Al Teatro dell’Opera di Roma Manfred di Schumann su libretto tratto da Byron affidato alla voce di Glauco Mauri
ROMA, 20 aprile 2023 – Nato dalla simbiosi tra due massimi rappresentanti del romanticismo – il poeta inglese George Byron e il compositore sassone Robert Schumann – il ‘poema drammatico in tre parti per soli, coro e orchestra’ Manfred è divenuto famoso soprattutto grazie alla sua Ouverture, eseguita spesso anche da sola.
Seppure non concepito espressa-
mente per il teatro, il testo in versi scritto da Lord Byron fra il 1816 e il ’17 era già approdato sul palcoscenico londinese senza esiti troppo favorevoli, suscitando un interesse circoscritto al solo significato letterario: non è un caso che in Italia ne fosse rimasto affascinato un intellettuale cosmopolita come Silvio Pellico.
Le reminiscenze del protagonista, che ripensando al passato evoca spiriti e demoni – come già pochi anni prima Faust in Goethe – qui si complicano, adombrando una torbida vicenda verosimilmente autobiografica, che suscitò più di una diffidenza nei confronti del poema.
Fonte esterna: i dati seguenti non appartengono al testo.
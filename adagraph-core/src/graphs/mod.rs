pub mod builder;
pub mod serialization;
pub mod store;

// Re-export for easy access
pub use builder::GraphBuilder;
pub use store::{GraphListener, GraphStore};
Oggi Manfred viene ricordato soprattutto per le musiche di scena che Schumann compose nel 1849 in uno degli innumerevoli periodi difficili della propria esistenza, tanto che non poté nemmeno assistere alla prima, diretta peraltro da Liszt. Da allora, seppure raramente, viene rappresentato anche in Italia: basterebbe pensare all’indimenticabile versione diretta da Piero Bellugi – più di quarant’anni fa – con Carmelo Bene, che assommava su di sé quasi tutti i ruoli.
Scelta dunque lungimirante, quella dell’Opera di Roma, inserire Manfred nel proprio programma, anche se per una serata soltanto. Lo sforzo produttivo è notevole, non solo per l’organico: orchestra, coro, solisti che cantano in tedesco (il libretto fu adattato da Richard Fohl) e voci recitanti, scelte fra i giovani allievi dell’Accademia d’Arte Drammatica Silvio D’Amico, che invece qui si esprimono in italiano. Nei panni dell’eroe romantico, l’attore Glauco Mauri: novantatré anni a breve. Seppure un po’ penalizzato dall’amplificazione resa necessaria perché la voce deve spesso sovrapporsi all’orchestra a pieno volume, l’anziano attore è stato un protagonista di straordinaria intensità. Ha sfoderato una gamma di registri vocali da far invidia a un cantante, riuscendo a imprimere notevole tensione emotiva alla figura di Manfred, qui certo più vecchio di come l’immaginava Byron, ma perfetto nei panni di chi sta traendo l’estremo bilancio esistenziale. Il protagonista evoca così alcuni spiriti – molto apprezzabile il primo, cantato dal giovane contralto Jasmin White – e progressivamente entra in relazione con i diversi personaggi: dal cacciatore che riesce a distoglierlo dal suicidio a un abate che tenta di redimerlo. Ma soprattutto ripensa alla donna amata, Astarte, personaggio che adombra la sorellastra – fu questa scabrosa situazione a rappresentare uno stigma nei confronti del poema – entrando in dialettica con una musica densa di fremiti, fino alla conclusione in cui si assiste alla lotta fra gli spiriti che si contendono la sua anima. E spira da autentico eroe, senza aver ceduto ad alcun tentativo per trascinarlo da una parte o dall’altra.
Sul podio Michele Mariotti, attuale direttore musicale del Teatro dell’Opera, ha avuto un avvio un po’ in sordina: nella celebre Ouverture non si avvertivano quelle inquietudini che rappresentano una prerogativa dell’intero romanticismo musicale tedesco e che Schumann declina in modo del tutto personale. Nel prosieguo, invece, Mariotti si è impegnato soprattutto a valorizzare gli aspetti più cantabili della partitura: operazione non semplice in presenza di voci recitanti, alcune anche piuttosto acerbe e spesso costrette a sovrapporsi alla musica. Ha così messo a segno il pieno successo della serata, scandito dall’affettuoso applauso del pubblico nei confronti dell’anziano Mauri.